**WORK INSTRUCTIONS:**
Word for word, restate the lines from the start of the data below through the line containing "let chief_complaint = body".
RECORDED DATA section start
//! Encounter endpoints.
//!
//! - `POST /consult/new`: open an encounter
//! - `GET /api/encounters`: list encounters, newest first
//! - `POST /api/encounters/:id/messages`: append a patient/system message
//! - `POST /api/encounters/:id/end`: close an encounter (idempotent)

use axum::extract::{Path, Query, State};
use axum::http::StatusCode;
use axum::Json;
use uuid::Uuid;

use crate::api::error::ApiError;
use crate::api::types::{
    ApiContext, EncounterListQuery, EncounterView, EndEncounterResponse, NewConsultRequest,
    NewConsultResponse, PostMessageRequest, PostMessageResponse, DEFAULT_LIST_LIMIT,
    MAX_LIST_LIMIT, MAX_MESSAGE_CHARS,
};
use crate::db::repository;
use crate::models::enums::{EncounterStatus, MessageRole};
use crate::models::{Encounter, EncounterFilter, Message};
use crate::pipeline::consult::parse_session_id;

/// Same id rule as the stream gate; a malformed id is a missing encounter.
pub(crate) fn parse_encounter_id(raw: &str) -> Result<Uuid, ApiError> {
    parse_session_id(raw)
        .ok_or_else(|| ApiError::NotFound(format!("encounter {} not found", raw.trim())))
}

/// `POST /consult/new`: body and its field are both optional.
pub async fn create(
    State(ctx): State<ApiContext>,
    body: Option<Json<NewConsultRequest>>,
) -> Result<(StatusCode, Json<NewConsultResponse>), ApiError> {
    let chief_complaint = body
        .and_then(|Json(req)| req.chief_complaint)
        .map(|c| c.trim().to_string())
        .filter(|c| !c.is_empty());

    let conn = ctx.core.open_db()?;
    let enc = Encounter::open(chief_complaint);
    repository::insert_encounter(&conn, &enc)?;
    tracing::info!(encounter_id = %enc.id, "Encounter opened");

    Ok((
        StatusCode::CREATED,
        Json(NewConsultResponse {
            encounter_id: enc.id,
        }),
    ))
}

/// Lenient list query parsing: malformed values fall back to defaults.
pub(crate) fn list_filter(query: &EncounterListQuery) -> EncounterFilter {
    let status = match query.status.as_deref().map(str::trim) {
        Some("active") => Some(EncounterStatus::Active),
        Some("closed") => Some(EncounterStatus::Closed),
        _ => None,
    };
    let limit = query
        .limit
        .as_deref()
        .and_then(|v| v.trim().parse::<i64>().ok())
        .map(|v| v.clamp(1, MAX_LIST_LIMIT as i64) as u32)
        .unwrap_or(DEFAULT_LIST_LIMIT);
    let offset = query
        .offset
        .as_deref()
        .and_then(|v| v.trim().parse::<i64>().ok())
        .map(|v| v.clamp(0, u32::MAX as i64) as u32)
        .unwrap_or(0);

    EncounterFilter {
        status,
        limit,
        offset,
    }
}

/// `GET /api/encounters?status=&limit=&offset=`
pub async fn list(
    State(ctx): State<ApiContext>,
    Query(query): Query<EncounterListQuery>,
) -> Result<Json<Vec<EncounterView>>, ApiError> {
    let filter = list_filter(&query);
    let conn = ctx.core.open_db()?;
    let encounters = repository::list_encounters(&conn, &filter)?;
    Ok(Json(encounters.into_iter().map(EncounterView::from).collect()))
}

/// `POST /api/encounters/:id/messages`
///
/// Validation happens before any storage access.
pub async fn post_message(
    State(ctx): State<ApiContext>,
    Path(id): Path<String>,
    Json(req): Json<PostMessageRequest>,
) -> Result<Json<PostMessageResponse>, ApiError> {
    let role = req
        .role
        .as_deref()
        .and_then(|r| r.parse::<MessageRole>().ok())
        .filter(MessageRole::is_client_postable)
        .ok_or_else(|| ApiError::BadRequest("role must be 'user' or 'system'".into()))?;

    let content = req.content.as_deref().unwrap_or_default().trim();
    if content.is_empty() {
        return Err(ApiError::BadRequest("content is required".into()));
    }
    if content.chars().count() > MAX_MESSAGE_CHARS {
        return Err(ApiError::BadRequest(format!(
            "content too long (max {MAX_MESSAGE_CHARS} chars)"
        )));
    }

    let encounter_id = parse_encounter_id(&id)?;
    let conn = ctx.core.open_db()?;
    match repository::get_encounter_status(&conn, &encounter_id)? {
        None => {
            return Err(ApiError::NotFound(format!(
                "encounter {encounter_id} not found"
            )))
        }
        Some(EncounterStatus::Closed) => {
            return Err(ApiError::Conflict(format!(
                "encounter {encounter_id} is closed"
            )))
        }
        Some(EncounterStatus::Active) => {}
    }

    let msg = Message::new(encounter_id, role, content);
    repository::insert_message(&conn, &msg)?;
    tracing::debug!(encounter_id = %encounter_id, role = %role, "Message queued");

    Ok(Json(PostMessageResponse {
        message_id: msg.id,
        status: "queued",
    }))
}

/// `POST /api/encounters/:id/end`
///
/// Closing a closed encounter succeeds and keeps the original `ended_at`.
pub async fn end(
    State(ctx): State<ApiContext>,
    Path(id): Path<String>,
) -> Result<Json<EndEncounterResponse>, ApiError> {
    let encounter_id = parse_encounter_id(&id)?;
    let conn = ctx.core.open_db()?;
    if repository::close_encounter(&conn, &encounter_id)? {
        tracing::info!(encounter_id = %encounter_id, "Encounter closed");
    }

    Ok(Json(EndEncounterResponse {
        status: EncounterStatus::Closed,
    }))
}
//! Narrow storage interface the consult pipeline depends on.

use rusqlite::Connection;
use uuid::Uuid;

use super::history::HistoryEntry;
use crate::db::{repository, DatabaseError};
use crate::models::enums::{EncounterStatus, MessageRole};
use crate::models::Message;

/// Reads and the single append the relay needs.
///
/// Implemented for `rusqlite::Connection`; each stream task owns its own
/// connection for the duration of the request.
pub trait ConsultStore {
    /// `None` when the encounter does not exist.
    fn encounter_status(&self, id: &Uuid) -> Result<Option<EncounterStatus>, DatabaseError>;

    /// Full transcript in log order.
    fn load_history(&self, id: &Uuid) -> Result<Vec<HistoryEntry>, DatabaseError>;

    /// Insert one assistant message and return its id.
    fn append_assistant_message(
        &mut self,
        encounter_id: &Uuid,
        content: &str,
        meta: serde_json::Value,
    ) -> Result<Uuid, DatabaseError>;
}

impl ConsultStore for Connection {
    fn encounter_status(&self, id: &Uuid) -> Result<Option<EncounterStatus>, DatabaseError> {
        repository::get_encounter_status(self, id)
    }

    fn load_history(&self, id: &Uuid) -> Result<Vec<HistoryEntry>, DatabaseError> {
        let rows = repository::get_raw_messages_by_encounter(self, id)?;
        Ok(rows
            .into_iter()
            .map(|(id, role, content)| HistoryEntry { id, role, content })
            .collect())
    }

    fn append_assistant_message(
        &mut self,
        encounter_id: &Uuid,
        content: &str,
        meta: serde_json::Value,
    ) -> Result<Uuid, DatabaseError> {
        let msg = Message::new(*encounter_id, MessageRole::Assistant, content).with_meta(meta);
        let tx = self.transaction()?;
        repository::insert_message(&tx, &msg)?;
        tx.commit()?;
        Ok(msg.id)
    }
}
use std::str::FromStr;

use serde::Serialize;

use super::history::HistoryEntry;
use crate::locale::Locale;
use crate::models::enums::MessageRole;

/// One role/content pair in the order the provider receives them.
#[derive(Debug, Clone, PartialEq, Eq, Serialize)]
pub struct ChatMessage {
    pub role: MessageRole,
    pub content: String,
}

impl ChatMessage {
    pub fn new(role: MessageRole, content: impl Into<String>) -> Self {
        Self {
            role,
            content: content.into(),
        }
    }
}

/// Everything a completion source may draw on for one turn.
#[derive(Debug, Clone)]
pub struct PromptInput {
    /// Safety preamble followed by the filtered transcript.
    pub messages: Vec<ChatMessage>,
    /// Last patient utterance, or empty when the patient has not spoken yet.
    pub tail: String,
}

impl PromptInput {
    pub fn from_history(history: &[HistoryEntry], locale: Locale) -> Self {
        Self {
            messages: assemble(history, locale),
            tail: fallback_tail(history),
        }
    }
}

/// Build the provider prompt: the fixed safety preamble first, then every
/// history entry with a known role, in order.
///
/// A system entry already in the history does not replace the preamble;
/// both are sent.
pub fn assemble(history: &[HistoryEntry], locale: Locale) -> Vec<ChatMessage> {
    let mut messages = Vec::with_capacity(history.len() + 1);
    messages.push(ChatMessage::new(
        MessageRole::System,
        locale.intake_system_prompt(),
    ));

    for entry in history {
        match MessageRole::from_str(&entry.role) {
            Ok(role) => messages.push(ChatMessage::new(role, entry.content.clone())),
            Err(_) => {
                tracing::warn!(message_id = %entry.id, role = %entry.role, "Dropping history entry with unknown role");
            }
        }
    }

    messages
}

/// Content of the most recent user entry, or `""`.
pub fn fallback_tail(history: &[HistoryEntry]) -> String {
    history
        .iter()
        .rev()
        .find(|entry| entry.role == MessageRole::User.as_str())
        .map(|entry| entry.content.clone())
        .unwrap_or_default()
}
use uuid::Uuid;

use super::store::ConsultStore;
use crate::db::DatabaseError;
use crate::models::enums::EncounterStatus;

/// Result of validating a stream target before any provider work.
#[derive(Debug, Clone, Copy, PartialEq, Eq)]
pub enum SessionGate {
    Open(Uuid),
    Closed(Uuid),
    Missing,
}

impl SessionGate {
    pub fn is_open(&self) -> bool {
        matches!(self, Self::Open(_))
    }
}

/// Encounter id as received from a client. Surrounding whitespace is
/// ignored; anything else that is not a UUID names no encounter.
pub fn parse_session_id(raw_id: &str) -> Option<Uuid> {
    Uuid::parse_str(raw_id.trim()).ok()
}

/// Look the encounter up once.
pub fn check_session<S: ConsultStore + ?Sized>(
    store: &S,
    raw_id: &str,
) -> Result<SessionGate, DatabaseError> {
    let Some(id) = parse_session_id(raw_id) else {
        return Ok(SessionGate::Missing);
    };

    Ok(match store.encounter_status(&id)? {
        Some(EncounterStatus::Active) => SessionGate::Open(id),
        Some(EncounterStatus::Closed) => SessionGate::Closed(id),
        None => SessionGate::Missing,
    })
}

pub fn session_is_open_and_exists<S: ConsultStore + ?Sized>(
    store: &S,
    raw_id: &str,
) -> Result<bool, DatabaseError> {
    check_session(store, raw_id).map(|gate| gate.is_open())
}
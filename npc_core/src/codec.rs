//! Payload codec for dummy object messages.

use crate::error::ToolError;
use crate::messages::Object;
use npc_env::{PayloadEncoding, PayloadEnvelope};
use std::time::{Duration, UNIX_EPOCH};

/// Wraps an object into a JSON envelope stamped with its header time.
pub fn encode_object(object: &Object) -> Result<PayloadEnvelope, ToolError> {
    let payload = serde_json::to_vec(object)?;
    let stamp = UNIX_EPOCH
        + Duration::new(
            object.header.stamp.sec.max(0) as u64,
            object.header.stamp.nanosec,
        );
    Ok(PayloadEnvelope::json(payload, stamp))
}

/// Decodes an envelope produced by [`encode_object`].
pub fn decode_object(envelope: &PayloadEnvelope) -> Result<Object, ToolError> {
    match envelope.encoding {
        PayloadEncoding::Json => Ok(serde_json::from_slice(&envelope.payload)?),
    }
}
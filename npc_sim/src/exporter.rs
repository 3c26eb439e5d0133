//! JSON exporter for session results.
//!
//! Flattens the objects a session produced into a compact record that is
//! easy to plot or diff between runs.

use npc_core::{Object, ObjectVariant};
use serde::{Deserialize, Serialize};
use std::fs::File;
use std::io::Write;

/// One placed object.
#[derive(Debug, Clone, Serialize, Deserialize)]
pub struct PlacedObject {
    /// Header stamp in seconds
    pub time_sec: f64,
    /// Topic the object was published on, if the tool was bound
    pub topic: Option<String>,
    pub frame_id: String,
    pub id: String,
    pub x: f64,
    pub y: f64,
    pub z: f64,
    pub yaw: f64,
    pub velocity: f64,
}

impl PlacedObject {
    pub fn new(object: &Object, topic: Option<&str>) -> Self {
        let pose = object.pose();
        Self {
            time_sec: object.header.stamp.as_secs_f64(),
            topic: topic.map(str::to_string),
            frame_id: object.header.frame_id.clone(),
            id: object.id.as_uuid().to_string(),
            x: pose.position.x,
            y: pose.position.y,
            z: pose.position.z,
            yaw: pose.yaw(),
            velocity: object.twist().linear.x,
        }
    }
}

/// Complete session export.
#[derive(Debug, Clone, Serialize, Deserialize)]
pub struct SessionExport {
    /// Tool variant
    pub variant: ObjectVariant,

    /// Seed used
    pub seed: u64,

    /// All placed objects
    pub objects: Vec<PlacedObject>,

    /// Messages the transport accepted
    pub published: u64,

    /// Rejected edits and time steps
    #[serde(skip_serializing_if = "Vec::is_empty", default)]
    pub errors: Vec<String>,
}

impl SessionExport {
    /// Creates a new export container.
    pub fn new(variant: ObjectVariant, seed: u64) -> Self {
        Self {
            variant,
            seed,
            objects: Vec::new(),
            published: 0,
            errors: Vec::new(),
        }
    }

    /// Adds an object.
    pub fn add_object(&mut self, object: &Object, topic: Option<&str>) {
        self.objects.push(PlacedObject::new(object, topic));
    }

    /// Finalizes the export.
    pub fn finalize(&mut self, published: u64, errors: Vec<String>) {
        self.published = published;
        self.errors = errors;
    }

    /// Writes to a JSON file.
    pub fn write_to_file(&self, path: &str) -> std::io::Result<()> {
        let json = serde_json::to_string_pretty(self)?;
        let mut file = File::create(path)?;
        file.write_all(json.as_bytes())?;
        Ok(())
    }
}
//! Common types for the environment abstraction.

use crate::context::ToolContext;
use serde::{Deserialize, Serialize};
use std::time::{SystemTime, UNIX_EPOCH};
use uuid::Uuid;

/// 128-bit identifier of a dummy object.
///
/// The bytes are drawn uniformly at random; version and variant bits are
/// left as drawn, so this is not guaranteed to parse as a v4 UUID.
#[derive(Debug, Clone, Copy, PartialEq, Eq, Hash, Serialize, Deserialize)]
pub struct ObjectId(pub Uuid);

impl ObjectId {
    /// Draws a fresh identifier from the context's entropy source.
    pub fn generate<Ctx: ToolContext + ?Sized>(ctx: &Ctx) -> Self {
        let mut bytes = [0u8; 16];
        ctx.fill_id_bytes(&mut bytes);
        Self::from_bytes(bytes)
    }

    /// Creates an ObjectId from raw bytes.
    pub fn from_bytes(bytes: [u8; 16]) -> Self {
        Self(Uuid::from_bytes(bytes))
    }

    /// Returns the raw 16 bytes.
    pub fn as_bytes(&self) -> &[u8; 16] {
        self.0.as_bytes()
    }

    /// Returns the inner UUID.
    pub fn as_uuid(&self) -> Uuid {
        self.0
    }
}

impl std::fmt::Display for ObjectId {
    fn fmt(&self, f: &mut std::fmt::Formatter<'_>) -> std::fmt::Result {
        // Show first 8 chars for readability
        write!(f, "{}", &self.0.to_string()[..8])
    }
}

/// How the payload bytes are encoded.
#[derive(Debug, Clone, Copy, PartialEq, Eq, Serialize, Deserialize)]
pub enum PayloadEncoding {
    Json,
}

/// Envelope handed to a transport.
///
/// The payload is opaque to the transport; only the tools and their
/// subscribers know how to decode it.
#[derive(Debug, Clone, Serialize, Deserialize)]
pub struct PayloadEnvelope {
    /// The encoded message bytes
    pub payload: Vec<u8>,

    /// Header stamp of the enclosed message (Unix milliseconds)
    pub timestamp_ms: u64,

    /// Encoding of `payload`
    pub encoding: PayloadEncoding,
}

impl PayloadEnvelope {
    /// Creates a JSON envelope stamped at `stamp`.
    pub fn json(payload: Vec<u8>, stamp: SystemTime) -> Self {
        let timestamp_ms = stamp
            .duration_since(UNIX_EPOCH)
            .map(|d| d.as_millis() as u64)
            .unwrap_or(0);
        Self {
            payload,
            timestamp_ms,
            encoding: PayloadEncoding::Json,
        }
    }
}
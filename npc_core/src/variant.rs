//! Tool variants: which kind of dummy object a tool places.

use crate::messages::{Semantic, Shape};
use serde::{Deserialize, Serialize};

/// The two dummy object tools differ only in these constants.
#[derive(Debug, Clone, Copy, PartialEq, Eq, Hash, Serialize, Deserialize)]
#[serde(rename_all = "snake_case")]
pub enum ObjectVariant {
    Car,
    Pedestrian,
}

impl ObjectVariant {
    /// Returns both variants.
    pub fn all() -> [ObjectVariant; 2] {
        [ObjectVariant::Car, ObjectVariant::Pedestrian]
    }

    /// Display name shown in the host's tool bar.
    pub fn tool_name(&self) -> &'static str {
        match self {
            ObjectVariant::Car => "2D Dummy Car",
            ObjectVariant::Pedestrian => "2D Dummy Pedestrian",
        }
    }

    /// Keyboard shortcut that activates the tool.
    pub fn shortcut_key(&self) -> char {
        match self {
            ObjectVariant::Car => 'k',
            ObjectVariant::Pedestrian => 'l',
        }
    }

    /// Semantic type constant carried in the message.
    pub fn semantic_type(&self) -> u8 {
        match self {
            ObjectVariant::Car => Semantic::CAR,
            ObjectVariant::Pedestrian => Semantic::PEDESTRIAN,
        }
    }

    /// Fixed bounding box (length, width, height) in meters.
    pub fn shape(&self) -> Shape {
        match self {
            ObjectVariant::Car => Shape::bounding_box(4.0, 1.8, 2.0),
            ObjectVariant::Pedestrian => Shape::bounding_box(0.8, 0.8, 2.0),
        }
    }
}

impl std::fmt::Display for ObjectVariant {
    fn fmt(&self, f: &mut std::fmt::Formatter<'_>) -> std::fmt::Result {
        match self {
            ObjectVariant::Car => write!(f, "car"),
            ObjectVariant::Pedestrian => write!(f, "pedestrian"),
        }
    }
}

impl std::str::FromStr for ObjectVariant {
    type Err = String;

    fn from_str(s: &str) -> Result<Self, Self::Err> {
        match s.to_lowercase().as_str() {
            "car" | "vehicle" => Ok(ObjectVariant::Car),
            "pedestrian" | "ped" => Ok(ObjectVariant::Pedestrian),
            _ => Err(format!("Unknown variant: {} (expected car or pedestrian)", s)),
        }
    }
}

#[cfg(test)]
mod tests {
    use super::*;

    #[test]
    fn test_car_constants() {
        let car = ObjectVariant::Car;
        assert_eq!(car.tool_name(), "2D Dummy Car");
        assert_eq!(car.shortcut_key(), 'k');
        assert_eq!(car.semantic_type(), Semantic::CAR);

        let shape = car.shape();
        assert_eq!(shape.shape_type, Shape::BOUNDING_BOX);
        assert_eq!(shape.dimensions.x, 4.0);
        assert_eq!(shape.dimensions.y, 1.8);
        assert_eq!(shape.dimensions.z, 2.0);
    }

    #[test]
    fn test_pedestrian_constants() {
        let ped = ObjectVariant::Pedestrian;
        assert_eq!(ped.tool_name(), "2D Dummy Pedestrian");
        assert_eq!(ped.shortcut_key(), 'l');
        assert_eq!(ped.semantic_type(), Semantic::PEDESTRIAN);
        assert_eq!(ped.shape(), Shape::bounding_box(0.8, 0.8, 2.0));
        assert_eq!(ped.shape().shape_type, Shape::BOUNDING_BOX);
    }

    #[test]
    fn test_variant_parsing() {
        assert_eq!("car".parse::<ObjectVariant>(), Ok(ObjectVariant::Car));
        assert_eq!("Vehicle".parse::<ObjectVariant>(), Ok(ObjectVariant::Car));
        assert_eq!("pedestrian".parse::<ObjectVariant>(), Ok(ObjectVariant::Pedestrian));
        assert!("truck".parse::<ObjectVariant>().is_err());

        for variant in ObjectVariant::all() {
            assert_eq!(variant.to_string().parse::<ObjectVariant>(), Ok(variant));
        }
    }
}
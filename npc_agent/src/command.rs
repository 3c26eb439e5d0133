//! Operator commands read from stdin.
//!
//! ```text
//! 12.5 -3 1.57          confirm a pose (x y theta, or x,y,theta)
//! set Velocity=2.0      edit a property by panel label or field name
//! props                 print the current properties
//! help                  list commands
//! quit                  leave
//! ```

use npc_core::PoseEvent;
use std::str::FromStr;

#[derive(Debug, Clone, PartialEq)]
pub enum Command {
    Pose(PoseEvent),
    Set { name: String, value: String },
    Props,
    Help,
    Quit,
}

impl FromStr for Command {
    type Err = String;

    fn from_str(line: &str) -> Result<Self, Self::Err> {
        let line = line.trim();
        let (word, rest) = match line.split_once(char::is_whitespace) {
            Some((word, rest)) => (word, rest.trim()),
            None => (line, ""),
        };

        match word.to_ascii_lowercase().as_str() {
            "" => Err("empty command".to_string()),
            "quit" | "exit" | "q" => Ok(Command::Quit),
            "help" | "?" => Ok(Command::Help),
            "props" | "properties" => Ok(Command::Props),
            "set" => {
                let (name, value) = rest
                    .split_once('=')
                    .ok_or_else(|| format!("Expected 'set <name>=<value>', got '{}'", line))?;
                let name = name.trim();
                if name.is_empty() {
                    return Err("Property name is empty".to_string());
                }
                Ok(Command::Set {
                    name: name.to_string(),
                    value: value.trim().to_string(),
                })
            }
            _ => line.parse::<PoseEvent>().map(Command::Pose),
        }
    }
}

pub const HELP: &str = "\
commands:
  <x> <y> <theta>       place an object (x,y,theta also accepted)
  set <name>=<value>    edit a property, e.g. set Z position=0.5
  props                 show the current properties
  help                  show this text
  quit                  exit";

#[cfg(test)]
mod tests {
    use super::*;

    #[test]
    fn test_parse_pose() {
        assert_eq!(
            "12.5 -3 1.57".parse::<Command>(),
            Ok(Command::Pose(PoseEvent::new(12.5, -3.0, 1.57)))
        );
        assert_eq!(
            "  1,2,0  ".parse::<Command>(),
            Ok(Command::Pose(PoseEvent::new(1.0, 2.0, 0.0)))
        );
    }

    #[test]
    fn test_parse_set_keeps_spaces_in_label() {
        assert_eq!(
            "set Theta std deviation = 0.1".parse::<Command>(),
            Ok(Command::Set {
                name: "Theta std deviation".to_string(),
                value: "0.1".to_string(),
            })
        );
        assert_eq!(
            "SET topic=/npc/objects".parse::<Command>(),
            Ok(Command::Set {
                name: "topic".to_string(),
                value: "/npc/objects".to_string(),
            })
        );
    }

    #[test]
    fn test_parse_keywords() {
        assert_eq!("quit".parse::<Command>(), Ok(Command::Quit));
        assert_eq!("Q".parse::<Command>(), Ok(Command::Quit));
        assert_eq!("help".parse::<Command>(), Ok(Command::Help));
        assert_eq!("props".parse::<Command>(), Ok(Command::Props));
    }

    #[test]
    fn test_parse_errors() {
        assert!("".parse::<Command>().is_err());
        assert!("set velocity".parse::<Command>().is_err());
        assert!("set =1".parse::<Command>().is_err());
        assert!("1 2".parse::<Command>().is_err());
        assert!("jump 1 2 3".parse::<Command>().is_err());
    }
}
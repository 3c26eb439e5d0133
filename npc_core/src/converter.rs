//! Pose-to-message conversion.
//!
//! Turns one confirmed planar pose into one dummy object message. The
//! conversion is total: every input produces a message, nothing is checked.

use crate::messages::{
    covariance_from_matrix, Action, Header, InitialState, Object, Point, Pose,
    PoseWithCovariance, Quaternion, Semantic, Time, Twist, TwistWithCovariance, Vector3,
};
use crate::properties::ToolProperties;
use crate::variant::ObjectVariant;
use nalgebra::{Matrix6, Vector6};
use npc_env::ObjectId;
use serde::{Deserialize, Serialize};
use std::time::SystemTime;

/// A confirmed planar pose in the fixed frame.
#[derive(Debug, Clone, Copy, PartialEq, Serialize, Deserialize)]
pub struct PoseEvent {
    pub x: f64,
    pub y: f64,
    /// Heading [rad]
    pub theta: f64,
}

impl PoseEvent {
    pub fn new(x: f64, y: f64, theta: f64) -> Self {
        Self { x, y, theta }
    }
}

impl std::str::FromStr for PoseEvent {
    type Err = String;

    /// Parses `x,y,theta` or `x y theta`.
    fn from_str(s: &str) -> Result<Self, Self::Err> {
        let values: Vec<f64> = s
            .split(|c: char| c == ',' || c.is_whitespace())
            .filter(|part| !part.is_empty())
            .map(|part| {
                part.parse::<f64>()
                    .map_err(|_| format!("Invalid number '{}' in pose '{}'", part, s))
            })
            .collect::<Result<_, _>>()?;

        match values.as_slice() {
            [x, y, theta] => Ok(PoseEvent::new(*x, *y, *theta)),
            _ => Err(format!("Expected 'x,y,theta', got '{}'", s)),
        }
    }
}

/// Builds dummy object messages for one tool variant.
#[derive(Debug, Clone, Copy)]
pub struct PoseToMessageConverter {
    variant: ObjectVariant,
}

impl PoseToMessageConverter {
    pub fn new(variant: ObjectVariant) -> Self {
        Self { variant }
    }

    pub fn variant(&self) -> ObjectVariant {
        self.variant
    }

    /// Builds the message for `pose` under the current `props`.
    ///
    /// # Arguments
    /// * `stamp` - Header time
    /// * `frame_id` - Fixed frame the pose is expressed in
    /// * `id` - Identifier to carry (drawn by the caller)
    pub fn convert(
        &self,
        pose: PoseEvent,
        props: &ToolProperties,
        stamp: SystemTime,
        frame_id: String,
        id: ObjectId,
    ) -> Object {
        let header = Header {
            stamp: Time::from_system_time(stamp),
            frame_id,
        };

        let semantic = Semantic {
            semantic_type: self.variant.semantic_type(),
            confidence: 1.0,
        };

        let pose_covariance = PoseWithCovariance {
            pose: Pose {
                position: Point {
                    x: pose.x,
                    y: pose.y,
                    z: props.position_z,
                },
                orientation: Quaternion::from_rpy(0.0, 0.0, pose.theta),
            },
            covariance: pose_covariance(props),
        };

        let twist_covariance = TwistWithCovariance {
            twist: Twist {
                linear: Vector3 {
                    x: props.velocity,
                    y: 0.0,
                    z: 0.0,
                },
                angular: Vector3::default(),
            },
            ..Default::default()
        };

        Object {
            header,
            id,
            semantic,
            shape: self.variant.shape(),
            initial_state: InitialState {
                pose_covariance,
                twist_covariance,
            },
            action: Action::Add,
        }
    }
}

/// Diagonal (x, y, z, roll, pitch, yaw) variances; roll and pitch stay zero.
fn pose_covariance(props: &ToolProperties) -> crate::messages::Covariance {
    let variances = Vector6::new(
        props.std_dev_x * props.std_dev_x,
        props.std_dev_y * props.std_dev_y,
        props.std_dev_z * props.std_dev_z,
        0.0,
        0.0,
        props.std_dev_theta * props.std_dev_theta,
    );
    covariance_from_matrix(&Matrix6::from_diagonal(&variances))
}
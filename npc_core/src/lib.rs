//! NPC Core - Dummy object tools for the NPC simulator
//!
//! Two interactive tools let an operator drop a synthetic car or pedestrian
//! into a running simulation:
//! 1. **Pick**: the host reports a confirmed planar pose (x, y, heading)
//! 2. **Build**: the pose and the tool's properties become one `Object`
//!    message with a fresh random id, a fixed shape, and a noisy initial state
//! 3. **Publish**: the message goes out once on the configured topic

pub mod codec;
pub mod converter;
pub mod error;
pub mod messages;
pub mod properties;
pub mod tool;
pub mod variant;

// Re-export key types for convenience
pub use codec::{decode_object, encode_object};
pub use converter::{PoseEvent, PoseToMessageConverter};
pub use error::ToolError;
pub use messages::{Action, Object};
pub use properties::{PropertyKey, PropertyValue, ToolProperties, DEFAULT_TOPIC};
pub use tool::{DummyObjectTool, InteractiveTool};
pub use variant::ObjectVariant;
RECORDED DATA section end
**SOLUTION FOR THIS PROBLEM:**
//! Encounter endpoints.
//!
//! - `POST /consult/new`: open an encounter
//! - `GET /api/encounters`: list encounters, newest first
//! - `POST /api/encounters/:id/messages`: append a patient/system message
//! - `POST /api/encounters/:id/end`: close an encounter (idempotent)

use axum::extract::{Path, Query, State};
use axum::http::StatusCode;
use axum::Json;
use uuid::Uuid;

use crate::api::error::ApiError;
use crate::api::types::{
    ApiContext, EncounterListQuery, EncounterView, EndEncounterResponse, NewConsultRequest,
    NewConsultResponse, PostMessageRequest, PostMessageResponse, DEFAULT_LIST_LIMIT,
    MAX_LIST_LIMIT, MAX_MESSAGE_CHARS,
};
use crate::db::repository;
use crate::models::enums::{EncounterStatus, MessageRole};
use crate::models::{Encounter, EncounterFilter, Message};
use crate::pipeline::consult::parse_session_id;

/// Same id rule as the stream gate; a malformed id is a missing encounter.
pub(crate) fn parse_encounter_id(raw: &str) -> Result<Uuid, ApiError> {
    parse_session_id(raw)
        .ok_or_else(|| ApiError::NotFound(format!("encounter {} not found", raw.trim())))
}

/// `POST /consult/new`: body and its field are both optional.
pub async fn create(
    State(ctx): State<ApiContext>,
    body: Option<Json<NewConsultRequest>>,
) -> Result<(StatusCode, Json<NewConsultResponse>), ApiError> {
    let chief_complaint = body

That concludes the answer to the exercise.